É, precisamente, da obra indicada acima, que se retira o episódio que confere título a esta nossa interlocução, também contado na mesma época por Abu Hamid de Granada, letrado representativo do género literário do tempo, em voga no Al-Andalus, o dos relatos de viagens.

Ora, segundo Idrisi, pouco antes da conquista portuguesa da cidade, ou seja, antes de 1147, oito varões, os aventureiros, todos aparentados entre si, teriam partido do porto de Lisboa rumo ao oceano, abastecidos de água e víveres. Ao fim de vários dias de viagem encontraram uma ilha onde apenas viram carneiros. Depois, metendo-se de novo ao mar, acabariam por encontrar outra, essa habitada, onde, depois de peripécias, vários foram feitos prisioneiros e conduzidos junto do rei local. Interrogados, apenas responderam que pretendiam conhecer os limites do mar, por entenderem que o nele contido devia ser espantoso, anseio que o monarca em presença compreendera. E assim foram soltos e devolvidos ao mar numa embarcação. Ao fim de três dias e três noites acabariam por atingir a costa atlântica marroquina, aportando a Safim, a todos contando a sua portentosa aventura. As ilhas visitadas remeteriam para os arquipélagos da Madeira e Canárias, que constituíam o vértice de um triângulo oceânico cuja base corresponderia às costas atlânticas e marroquina. No fundo, esta primeira aventura fora a sobreposição de muitas outras levadas a cabo por marinheiros muçulmanos, durante os séculos XI e XII, quando os actuais Sul e Centro de Portugal se incluíam nos territórios hispânicos submetidos ao poder dos imperadores de Marrocos, os almorávidas.

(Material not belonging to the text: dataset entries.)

use serde::Serialize;
use std::fmt::{self, Display};

///
/// ErrorTree
/// Route-aware aggregate of validation failures.
///
/// Validation passes append messages (optionally under a route such as
/// `"Entity.field"`) and callers collapse the tree with `result()` so an
/// empty tree is `Ok(())` and a non-empty one is the error itself.
///

#[derive(Clone, Debug, Default, Serialize)]
pub struct ErrorTree {
    entries: Vec<TreeEntry>,
}

#[derive(Clone, Debug, Serialize)]
struct TreeEntry {
    #[serde(default, skip_serializing_if = "Option::is_none")]
    route: Option<String>,
    message: String,
}

impl ErrorTree {
    #[must_use]
    pub const fn new() -> Self {
        Self {
            entries: Vec::new(),
        }
    }

    /// Append a message at the tree root.
    pub fn add(&mut self, message: impl Display) {
        self.entries.push(TreeEntry {
            route: None,
            message: message.to_string(),
        });
    }

    /// Append a message under a route label.
    pub fn add_at(&mut self, route: impl Into<String>, message: impl Display) {
        self.entries.push(TreeEntry {
            route: Some(route.into()),
            message: message.to_string(),
        });
    }

    /// Fold another tree into this one, keeping entry order.
    pub fn merge(&mut self, other: Self) {
        self.entries.extend(other.entries);
    }

    #[must_use]
    pub fn is_empty(&self) -> bool {
        self.entries.is_empty()
    }

    #[must_use]
    pub fn len(&self) -> usize {
        self.entries.len()
    }

    /// Collapse into a `Result`, consuming the tree.
    pub fn result(self) -> Result<(), Self> {
        if self.is_empty() { Ok(()) } else { Err(self) }
    }

    /// Iterate rendered `route: message` lines in insertion order.
    pub fn lines(&self) -> impl Iterator<Item = String> + '_ {
        self.entries.iter().map(|entry| match &entry.route {
            Some(route) => format!("{route}: {}", entry.message),
            None => entry.message.clone(),
        })
    }
}

impl Display for ErrorTree {
    fn fmt(&self, f: &mut fmt::Formatter<'_>) -> fmt::Result {
        let mut first = true;
        for line in self.lines() {
            if !first {
                writeln!(f)?;
            }
            write!(f, "{line}")?;
            first = false;
        }

        Ok(())
    }
}

impl std::error::Error for ErrorTree {}

/// Append a formatted message to an [`ErrorTree`].
#[macro_export]
macro_rules! err {
    ($errs:expr, $($arg:tt)*) => {
        $errs.add(format!($($arg)*))
    };
}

A ocupação cristã da cidade de Lisboa, em 1147, leva ao desmantelamento dos circuitos económicos e mercantis que ligavam a antiga cidade islâmica, por via marítima, à Andaluzia mediterrânica e ao Magrebe, destruindo assim o fundo civilizacional que fizera possível e atractiva a circulação de histórias, como a da Viagem dos Aventureiros. Mas, se o encontro e o contacto com o Islão urbano e mercantil trouxe consigo a possibilidade de um novo modo de ver o mar, como que cristalizada até aí a que fora herdada pela Cristandade da Alta Idade Média, o processo fora ainda assim lento e gradual, continuou pelo século XII e primeiro quartel do século XIII, a servir de via para expedições militares punitivas, organizadas pelos novos senhores do Islão hispânico, os marroquinos imperadores almóadas.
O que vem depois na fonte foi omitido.